Thanks in advance guys any advice appreciated


----------



## Boss of Bosses (May 26, 2013)

TB-500 (Thymosin Beta 4)


----------



## collinb (May 26, 2013)

What would be a good dosing protocol?


----------



## collinb (May 26, 2013)

I am looking into 4mg per week for 2 weeks, then 2mg a week for another 2 weeks. 
Hopefully this will improve recovery drastically, as I hope to be back in a 3-4 weeks.

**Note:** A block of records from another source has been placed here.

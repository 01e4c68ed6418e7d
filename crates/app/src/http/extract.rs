//! Body and path extractors whose rejections share the board error shape.

use axum::extract::rejection::{JsonRejection, PathRejection};
use axum::extract::{FromRequest, FromRequestParts, Path, Request};
use axum::http::request::Parts;
use axum::Json;
use serde::de::DeserializeOwned;

use crate::http::error::BoardApiError;

/// JSON request body. Any rejection becomes a 400 with an error body.
#[derive(Debug)]
pub struct ApiJson<T>(pub T);

impl<S, T> FromRequest<S> for ApiJson<T>
where
    S: Send + Sync,
    T: DeserializeOwned,
{
    type Rejection = BoardApiError;

    async fn from_request(req: Request, state: &S) -> Result<Self, Self::Rejection> {
        match Json::<T>::from_request(req, state).await {
            Ok(Json(value)) => Ok(ApiJson(value)),
            Err(rejection) => Err(json_rejection(rejection)),
        }
    }
}

/// Typed path parameters. Ids that do not parse are a 400.
#[derive(Debug)]
pub struct ApiPath<T>(pub T);

impl<S, T> FromRequestParts<S> for ApiPath<T>
where
    S: Send + Sync,
    T: DeserializeOwned + Send,
{
    type Rejection = BoardApiError;

    async fn from_request_parts(parts: &mut Parts, state: &S) -> Result<Self, Self::Rejection> {
        match Path::<T>::from_request_parts(parts, state).await {
            Ok(Path(value)) => Ok(ApiPath(value)),
            Err(rejection) => Err(path_rejection(rejection)),
        }
    }
}

fn json_rejection(rejection: JsonRejection) -> BoardApiError {
    let message = match rejection {
        JsonRejection::MissingJsonContentType(_) => {
            "request body must be application/json".to_string()
        }
        other => format!("unreadable request body: {}", other.body_text()),
    };
    BoardApiError::BadRequest(message)
}

fn path_rejection(rejection: PathRejection) -> BoardApiError {
    BoardApiError::BadRequest(format!("invalid path: {}", rejection.body_text()))
}
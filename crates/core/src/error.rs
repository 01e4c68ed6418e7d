use std::fmt;

use thiserror::Error;

use crate::domain::comment::CommentId;
use crate::domain::post::PostId;
use crate::policy::Action;
use crate::store::StoreError;

#[derive(Debug, Error)]
pub enum CoreError {
    #[error("text must not be blank")]
    BlankText,
}

#[derive(Debug, Clone, Copy, PartialEq, Eq)]
pub enum Entity {
    Post,
    Comment,
}

impl fmt::Display for Entity {
    fn fmt(&self, f: &mut fmt::Formatter<'_>) -> fmt::Result {
        match self {
            Entity::Post => f.write_str("post"),
            Entity::Comment => f.write_str("comment"),
        }
    }
}

#[derive(Debug, Error)]
pub enum BoardError {
    #[error("{0}")]
    Validation(&'static str),
    #[error("{entity} {id} not found")]
    NotFound { entity: Entity, id: i64 },
    #[error("only the author can {0}")]
    Forbidden(Action),
    #[error("comment {comment_id} does not belong to post {post_id}")]
    Mismatch {
        comment_id: CommentId,
        post_id: PostId,
    },
    #[error("storage error: {0}")]
    Storage(#[from] StoreError),
}

impl BoardError {
    pub fn post_not_found(id: PostId) -> Self {
        BoardError::NotFound {
            entity: Entity::Post,
            id: id.get(),
        }
    }

    pub fn comment_not_found(id: CommentId) -> Self {
        BoardError::NotFound {
            entity: Entity::Comment,
            id: id.get(),
        }
    }
}

pub type BoardResult<T> = Result<T, BoardError>;
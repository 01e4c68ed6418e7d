pub mod board;

pub use board::BoardService;
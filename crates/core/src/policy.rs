use std::fmt;

use crate::domain::{Comment, Post};

/// Authenticated identity of the current request, supplied by whatever
/// front door established it.
#[derive(Debug, Clone, PartialEq, Eq, Hash)]
pub struct Caller(String);

impl Caller {
    pub fn new(identity: impl Into<String>) -> Self {
        Caller(identity.into())
    }

    pub fn as_str(&self) -> &str {
        &self.0
    }
}

#[derive(Debug, Clone, Copy, PartialEq, Eq, Hash)]
pub enum Action {
    UpdatePost,
    DeletePost,
    DeleteComment,
}

impl fmt::Display for Action {
    fn fmt(&self, f: &mut fmt::Formatter<'_>) -> fmt::Result {
        match self {
            Action::UpdatePost => f.write_str("edit this post"),
            Action::DeletePost => f.write_str("delete this post"),
            Action::DeleteComment => f.write_str("delete this comment"),
        }
    }
}

#[derive(Debug, Clone, Copy)]
pub enum Resource<'a> {
    Post(&'a Post),
    Comment(&'a Comment),
}

impl Resource<'_> {
    pub fn author(&self) -> &str {
        match self {
            Resource::Post(post) => &post.author,
            Resource::Comment(comment) => &comment.author,
        }
    }
}

pub trait Policy: Send + Sync {
    fn can(&self, caller: &Caller, action: Action, resource: Resource<'_>) -> bool;
}

/// Grants every mutation to the resource's author and nobody else.
#[derive(Debug, Clone, Copy, Default)]
pub struct AuthorOnly;

impl Policy for AuthorOnly {
    fn can(&self, caller: &Caller, _action: Action, resource: Resource<'_>) -> bool {
        caller.as_str() == resource.author()
    }
}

If I pull funds together will be making an order and share experience


----------



## cdan19 (Jun 1, 2013)

Collins, I'd definitely like to hear how this works out for you. I'm dealing with a knee issue myself and wanted another option to surgery, it would be number 5, on same knee in 22 yeras. I'm not sure but I've just been looking into a procedure called PRP where they seperate platelets from the blood and reinject the blood back in around the injured area and the body produces new cells to the area healing it. I just heard about this several days ago so just looking into it. Good luck congrats on the tryout keep me posted.


----------



## collinb (Jun 2, 2013)

Going to be getting some so will report soon on what and how it goes


----------



## lifterjaydawg (Jun 4, 2013)

Im going to be running this myself  (i have another thread on it in fact). I will definitely be following along- hope we both make out well!


----------



## collinb (Jun 5, 2013)

Just ordered will be running:
50 mcg X 3 ghrp2/mod grf (4 months)
40mcg igf lr3 (25 days)


----------



## Jimmyinkedup (Jun 5, 2013)

collinb said:


> Just ordered will be running:
> 50 mcg X 3 ghrp2/mod grf (4 months)
> 40mcg igf lr3 (25 days)



Keep us updated. I have never run lr3 so Im curious to your experience with it.


----------



## collinb (Jun 5, 2013)

50mcg GHRP-2 x 3 times a day
50mcg MOD GRF x 3 times a day
40mcg IGF LR3

Dosing it as:

Morning (7-9) - GHRP/GHRH
Mid Day (1-3) - GHRP/GHRH
Afternoon (6-7) - IGF LR3
Night (9-10) - GHRP/GHRH

Is this a good dosing schedule for these compounds?
I purchased 1mg vial of LR3 for research, I plan on doing 40mg for 25 days. Should I do that? Or increase to 50-60mcg and do only on workout days? Limited funds at the moment left me in this sitaution.


----------



## blergs. (Jun 5, 2013)

collinb said:


> 50mcg GHRP-2 x 3 times a day
> 50mcg MOD GRF x 3 times a day
> 40mcg IGF LR3
> 
> ...



Normally i rec 100mcg 3X a day of ghrp and grf, but 50mcg 3x a day is still worth while. and i would run that for a few months. 
IGF1 .. maybe do 5 on 2 off for 30 days at 40mcg?  I would prob do that since you only got 1mg. 
I would also rec pinning the lr3 a couple hrs AFTER your workout imo


----------



## purchaseprotein (Jun 5, 2013)

HERE!!!! no more need be said about what peptide for recovery on your test subject. If you havent got out of the box you don't know what you're missing 



Boss of Bosses said:


> TB-500 (Thymosin Beta 4)


----------



## collinb (Jun 5, 2013)

I have been reading it is best 8 hours after workout as to not interfere with natural MGF release.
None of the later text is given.